The major Chinese insurance institutions related to foreign trade are Export Credit Insurance Company of China and People's Insurance Company of China.
Financing tools in import and export
Among the various foreign trade financing services available, the export credit funded by the government is provided by Eximbank, whereas general commercial loans are provided by commercial banks. Their businesses cover:
? export seller's credit, export buyer's credit, forfeiting, factoring, discounting, project financing, syndicated loans and offshore construction loans;
? issuance, acceptance, negotiation and confirmation of letters of credit, bank guarantees, export lending, packing credit, import lending, delivery guarantee, import credit line service and entrusted collection.
In addition, the Eximbank also offers countermeasures against foreign exchange exposure, which include the forward contracts and other derivatives like currency and rate options, hedging, swapping, etc.
The Export Credit Insurance Company of China and People's Insurance Company of China provide insurance coverage over the following:
? short-term export credit;
? long and mid-term export credit;
? political risk for Chinese overseas investment;
? political risk for foreign investment in China;
? import and export cargo transportation;
? seaborne vessels;
The major lines of Eximbank
The business lines of Eximbank primarily include: export credit (seller's credit and buyer's credit), overseas guarantees, foreign favourable loans and foreign government concessionary loans.
Export seller's credit is the financial service provided to Chinese exporters which enables exporters to be in a position to accept deferred payment by foreign importers. This includes five different types of arrangement: project loans, short and mid-term credit lines, overseas engineering project loans, offshore contract manufacturing loans and overseas investment loans.
Export buyer's credit refers to the long and mid-term loans in favour of foreign borrowers. Its purpose is to enable foreign importers to be in a position to offer upfront payment to Chinese exporters. This is an option in support of China's exports of goods and technology services.

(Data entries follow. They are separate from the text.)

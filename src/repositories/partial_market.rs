//! # PartialMarket Repository
//!
//! Hash-keyed batch upsert for municipality-level market rows. The
//! SHA-256 key makes reprocessing idempotent across runs: if the hash
//! exists, SKIP; otherwise INSERT.

use chrono::Utc;
use sea_orm::sea_query::OnConflict;
use sea_orm::{ColumnTrait, DatabaseConnection, EntityTrait, NotSet, QueryFilter, Set};
use std::collections::{HashMap, HashSet};

use super::UpsertOutcome;
use crate::error::IngestError;
use crate::models::partial_market::{ActiveModel, Column, Entity, Model};

#[derive(Clone)]
pub struct PartialMarketRepository {
    db: DatabaseConnection,
}

impl PartialMarketRepository {
    pub fn new(db: DatabaseConnection) -> Self {
        Self { db }
    }

    pub async fn flush(&self, items: Vec<Model>) -> Result<UpsertOutcome, IngestError> {
        if items.is_empty() {
            return Ok(UpsertOutcome::default());
        }

        let mut order: Vec<String> = Vec::new();
        let mut unique: HashMap<String, Model> = HashMap::new();
        for item in items {
            let key = item.key_hash.clone();
            if unique.insert(key.clone(), item).is_none() {
                order.push(key);
            }
        }

        let existing: HashSet<String> = Entity::find()
            .filter(Column::KeyHash.is_in(order.clone()))
            .all(&self.db)
            .await?
            .into_iter()
            .map(|m| m.key_hash)
            .collect();

        let now = Utc::now();
        let mut to_insert = Vec::new();
        let mut skipped = 0usize;
        for key in &order {
            let Some(item) = unique.remove(key) else {
                continue;
            };
            if existing.contains(key) {
                skipped += 1;
            } else {
                to_insert.push(to_active(item, now));
            }
        }

        if to_insert.is_empty() {
            return Ok(UpsertOutcome { inserted: 0, skipped });
        }

        let attempted = to_insert.len();
        let inserted = Entity::insert_many(to_insert)
            .on_conflict(OnConflict::column(Column::KeyHash).do_nothing().to_owned())
            .exec_without_returning(&self.db)
            .await? as usize;

        Ok(UpsertOutcome {
            inserted,
            skipped: skipped + (attempted - inserted),
        })
    }
}

fn to_active(model: Model, now: chrono::DateTime<Utc>) -> ActiveModel {
    ActiveModel {
        id: NotSet,
        key_hash: Set(model.key_hash),
        muni_id: Set(model.muni_id),
        muni_nombre: Set(model.muni_nombre),
        dept_nombre: Set(model.dept_nombre),
        fuen_id: Set(model.fuen_id),
        fuen_nombre: Set(model.fuen_nombre),
        futi_id: Set(model.futi_id),
        id_arti_semana: Set(model.id_arti_semana),
        arti_nombre: Set(model.arti_nombre),
        grup_nombre: Set(model.grup_nombre),
        enma_fecha: Set(model.enma_fecha),
        promedio_kg: Set(model.promedio_kg),
        maximo_kg: Set(model.maximo_kg),
        minimo_kg: Set(model.minimo_kg),
        last_updated: Set(Some(now)),
        ingestion_run_id: Set(model.ingestion_run_id),
    }
}
//! Execution window policy and window key generation.
//!
//! Daily methods run inside `[daily_start, daily_end]` local time.
//! Monthly methods (names containing `mesmadr` or `abas`) run on the
//! configured days of month from `monthly_start` onward, or anytime on
//! the grace day immediately after a configured day. The window key is
//! the local date `YYYY-MM-DD` in both cases, so retries inside one
//! legal region collide on the `(method, window_key)` uniqueness.

use chrono::{DateTime, Datelike, NaiveTime, Timelike, Utc};
use chrono_tz::Tz;
use std::collections::BTreeSet;

use crate::config::{parse_local_time, parse_run_days, AppConfig, ConfigError};
use crate::error::IngestError;

const DATE_FORMAT: &str = "%Y-%m-%d";

#[derive(Debug, Clone)]
pub struct WindowPolicy {
    daily_start: NaiveTime,
    daily_end: NaiveTime,
    monthly_run_days: BTreeSet<u32>,
    monthly_start: NaiveTime,
    zone: Tz,
}

impl WindowPolicy {
    pub fn new(
        daily_start: NaiveTime,
        daily_end: NaiveTime,
        monthly_run_days: BTreeSet<u32>,
        monthly_start: NaiveTime,
        zone: Tz,
    ) -> Self {
        Self {
            daily_start,
            daily_end,
            monthly_run_days,
            monthly_start,
            zone,
        }
    }

    pub fn from_config(config: &AppConfig) -> Result<Self, ConfigError> {
        Ok(Self::new(
            parse_local_time("DAILY_WINDOW_START", &config.ingestion.daily_window_start)?,
            parse_local_time("DAILY_WINDOW_END", &config.ingestion.daily_window_end)?,
            parse_run_days(&config.ingestion.monthly_run_days)?,
            parse_local_time("MONTHLY_WINDOW_START", &config.ingestion.monthly_window_start)?,
            config.zone()?,
        ))
    }

    /// Validates `now` against the method's window and returns the key.
    ///
    /// `force=true` skips validation but still computes the key.
    pub fn validate_and_get_key(
        &self,
        method_name: &str,
        force: bool,
    ) -> Result<String, IngestError> {
        let now = Utc::now().with_timezone(&self.zone);
        self.evaluate_at(method_name, force, now)
    }

    /// Clock-pinned evaluation; `validate_and_get_key` with `now` supplied.
    pub fn evaluate_at(
        &self,
        method_name: &str,
        force: bool,
        now: DateTime<Tz>,
    ) -> Result<String, IngestError> {
        if is_monthly_method(method_name) {
            self.validate_monthly(now, force)
        } else {
            self.validate_daily(now, force)
        }
    }

    fn validate_daily(&self, now: DateTime<Tz>, force: bool) -> Result<String, IngestError> {
        let key = now.format(DATE_FORMAT).to_string();
        if force {
            return Ok(key);
        }

        let time = now.time();
        if time < self.daily_start || time > self.daily_end {
            return Err(IngestError::WindowViolation(format!(
                "Daily run outside window. Current: {:02}:{:02}, Allowed: {}-{}",
                time.hour(),
                time.minute(),
                self.daily_start.format("%H:%M"),
                self.daily_end.format("%H:%M"),
            )));
        }
        Ok(key)
    }

    fn validate_monthly(&self, now: DateTime<Tz>, force: bool) -> Result<String, IngestError> {
        let key = now.format(DATE_FORMAT).to_string();
        if force {
            return Ok(key);
        }

        let day = now.day();
        let time = now.time();

        if self.monthly_run_days.contains(&day) && time >= self.monthly_start {
            return Ok(key);
        }

        // Grace day: the whole day after a configured run day is valid.
        if day >= 2 && self.monthly_run_days.contains(&(day - 1)) {
            return Ok(key);
        }

        Err(IngestError::WindowViolation(format!(
            "Monthly run outside window. Current Day: {day} Time: {:02}:{:02}",
            time.hour(),
            time.minute(),
        )))
    }
}

/// Methods containing `mesmadr` or `abas` (case-insensitive) are monthly.
fn is_monthly_method(method_name: &str) -> bool {
    let lowered = method_name.to_lowercase();
    lowered.contains("mesmadr") || lowered.contains("abas")
}

#[cfg(test)]
mod tests {
    use super::*;
    use chrono::TimeZone;
    use chrono_tz::America::Bogota;

    fn policy() -> WindowPolicy {
        WindowPolicy::new(
            NaiveTime::from_hms_opt(14, 20, 0).unwrap(),
            NaiveTime::from_hms_opt(23, 59, 0).unwrap(),
            [8, 10].into_iter().collect(),
            NaiveTime::from_hms_opt(6, 0, 0).unwrap(),
            Bogota,
        )
    }

    fn at(y: i32, mo: u32, d: u32, h: u32, mi: u32) -> DateTime<Tz> {
        Bogota.with_ymd_and_hms(y, mo, d, h, mi, 0).unwrap()
    }

    #[test]
    fn daily_inside_window_yields_date_key() {
        let key = policy()
            .evaluate_at("promediosSipsaCiudad", false, at(2026, 1, 2, 14, 25))
            .unwrap();
        assert_eq!(key, "2026-01-02");
    }

    #[test]
    fn daily_outside_window_is_rejected() {
        let result = policy().evaluate_at("promediosSipsaCiudad", false, at(2026, 1, 2, 9, 0));
        assert!(matches!(result, Err(IngestError::WindowViolation(_))));
    }

    #[test]
    fn daily_boundaries_are_inclusive() {
        assert!(policy()
            .evaluate_at("promediosSipsaParcial", false, at(2026, 1, 2, 14, 20))
            .is_ok());
        assert!(policy()
            .evaluate_at("promediosSipsaParcial", false, at(2026, 1, 2, 23, 59))
            .is_ok());
        assert!(policy()
            .evaluate_at("promediosSipsaParcial", false, at(2026, 1, 2, 14, 19))
            .is_err());
    }

    #[test]
    fn force_bypasses_validation_but_returns_key() {
        let key = policy()
            .evaluate_at("promediosSipsaCiudad", true, at(2026, 1, 2, 3, 0))
            .unwrap();
        assert_eq!(key, "2026-01-02");
    }

    #[test]
    fn monthly_on_run_day_after_start_time() {
        let key = policy()
            .evaluate_at("promediosSipsaMesMadr", false, at(2026, 2, 8, 6, 30))
            .unwrap();
        assert_eq!(key, "2026-02-08");
    }

    #[test]
    fn monthly_on_run_day_before_start_time_is_rejected() {
        let result = policy().evaluate_at("promediosSipsaMesMadr", false, at(2026, 2, 8, 5, 59));
        assert!(matches!(result, Err(IngestError::WindowViolation(_))));
    }

    #[test]
    fn monthly_grace_day_is_valid_all_day() {
        assert_eq!(
            policy()
                .evaluate_at("promedioAbasSipsaMesMadr", false, at(2026, 2, 11, 1, 0))
                .unwrap(),
            "2026-02-11"
        );
    }

    #[test]
    fn monthly_off_day_is_rejected() {
        let result =
            policy().evaluate_at("promedioAbasSipsaMesMadr", false, at(2026, 2, 5, 6, 0));
        assert!(matches!(result, Err(IngestError::WindowViolation(_))));
    }

    #[test]
    fn grace_day_produces_distinct_window_key() {
        let on_day = policy()
            .evaluate_at("promediosSipsaMesMadr", false, at(2026, 2, 8, 7, 0))
            .unwrap();
        let grace = policy()
            .evaluate_at("promediosSipsaMesMadr", false, at(2026, 2, 9, 7, 0))
            .unwrap();
        assert_ne!(on_day, grace);
    }

    #[test]
    fn key_is_stable_within_a_day() {
        let morning = policy()
            .evaluate_at("promediosSipsaCiudad", true, at(2026, 1, 2, 0, 1))
            .unwrap();
        let evening = policy()
            .evaluate_at("promediosSipsaCiudad", true, at(2026, 1, 2, 23, 58))
            .unwrap();
        assert_eq!(morning, evening);
    }

    #[test]
    fn method_classification() {
        assert!(is_monthly_method("promediosSipsaMesMadr"));
        assert!(is_monthly_method("promedioAbasSipsaMesMadr"));
        assert!(!is_monthly_method("promediosSipsaCiudad"));
        assert!(!is_monthly_method("promediosSipsaSemanaMadr"));
    }
}
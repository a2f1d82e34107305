//! MonthlyWholesale entity model
//!
//! Monthly wholesale market prices from `promediosSipsaMesMadr`.
//! Dual-strategy dedup on tmp_mayo_mes_id / (arti_id, fuen_id, fecha_mes_ini).

use rust_decimal::Decimal;
use sea_orm::entity::prelude::*;

#[derive(Clone, Debug, PartialEq, DeriveEntityModel)]
#[sea_orm(table_name = "monthly_wholesale")]
pub struct Model {
    #[sea_orm(primary_key)]
    pub id: i64,

    pub tmp_mayo_mes_id: Option<i64>,

    pub arti_id: i64,

    pub arti_nombre: Option<String>,

    pub fuen_id: i64,

    pub fuen_nombre: Option<String>,

    pub futi_id: Option<i64>,

    pub fecha_mes_ini: DateTimeUtc,

    pub fecha_creacion: Option<DateTimeUtc>,

    pub minimo_kg: Option<Decimal>,

    pub maximo_kg: Option<Decimal>,

    pub promedio_kg: Option<Decimal>,

    pub enviado: Option<Decimal>,

    pub last_updated: Option<DateTimeUtc>,

    pub ingestion_run_id: i64,
}

#[derive(Copy, Clone, Debug, EnumIter, DeriveRelation)]
pub enum Relation {}

impl ActiveModelBehavior for ActiveModel {}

Overseas guarantees denote the promise to pay offered to overseas creditors or beneficiaries in the form of a letter of guarantee. In the event that the debtor fails to honour its commitment to pay under contract stipulations, the bank will undertake the payment responsibility specified in the letter of guarantee. Such guarantees include such items as borrowing, tendering, contract performance and contract deposit. They cover areas such as the export of mechanical and electronic products, high-tech products and complete sets of equipment, offshore engineering projects, international tenders by domestic financial organizations and foreign government loans.
Foreign favourable loans are long- and mid-term low-interest loans offered to other developing countries by the Chinese government in the nature of foreign aid. Beneficiaries of this type of loan are Chinese and foreign firms who are able to construct production facilities in the designated countries. These facilities must demonstrate the prospect of economic return and the capability to pay back. Such loans can also be granted for the construction of infrastructures and social welfare projects which demonstrate the capability to pay back. Exim- bank is the only bank to underwrite this type of loan.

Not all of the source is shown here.